- _TASK DIRECTIONS_
Find the word "MetadataAggregator" in the listing, and copy out each line where it turns up.

- _DATA SECTION_

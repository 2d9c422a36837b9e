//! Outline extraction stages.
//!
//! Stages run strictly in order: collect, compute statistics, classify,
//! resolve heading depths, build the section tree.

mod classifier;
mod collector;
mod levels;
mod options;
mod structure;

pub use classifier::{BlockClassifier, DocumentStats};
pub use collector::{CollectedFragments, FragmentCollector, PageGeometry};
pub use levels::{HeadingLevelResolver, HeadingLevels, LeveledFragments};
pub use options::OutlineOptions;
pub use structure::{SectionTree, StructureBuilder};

---

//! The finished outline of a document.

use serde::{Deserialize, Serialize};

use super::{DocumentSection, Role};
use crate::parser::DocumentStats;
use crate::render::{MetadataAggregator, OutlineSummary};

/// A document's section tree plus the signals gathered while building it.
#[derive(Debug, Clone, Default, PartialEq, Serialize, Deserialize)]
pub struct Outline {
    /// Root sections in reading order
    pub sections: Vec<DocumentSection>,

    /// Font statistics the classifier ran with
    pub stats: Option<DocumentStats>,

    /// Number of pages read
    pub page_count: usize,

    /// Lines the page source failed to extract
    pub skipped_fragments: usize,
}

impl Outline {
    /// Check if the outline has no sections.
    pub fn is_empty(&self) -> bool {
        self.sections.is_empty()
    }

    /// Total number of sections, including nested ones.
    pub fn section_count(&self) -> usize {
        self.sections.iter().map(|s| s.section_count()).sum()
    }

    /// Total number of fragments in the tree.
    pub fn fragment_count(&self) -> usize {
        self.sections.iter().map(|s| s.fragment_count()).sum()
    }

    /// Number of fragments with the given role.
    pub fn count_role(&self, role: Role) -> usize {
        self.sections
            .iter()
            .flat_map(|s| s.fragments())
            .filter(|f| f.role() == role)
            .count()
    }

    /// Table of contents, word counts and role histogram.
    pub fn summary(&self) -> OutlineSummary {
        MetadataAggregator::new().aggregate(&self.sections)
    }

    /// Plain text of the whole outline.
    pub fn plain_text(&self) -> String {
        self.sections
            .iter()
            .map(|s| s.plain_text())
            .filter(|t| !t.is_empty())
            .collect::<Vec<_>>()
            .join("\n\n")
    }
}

- _RESULT OF THIS TASK_
use crate::render::{MetadataAggregator, OutlineSummary};
        MetadataAggregator::new().aggregate(&self.sections)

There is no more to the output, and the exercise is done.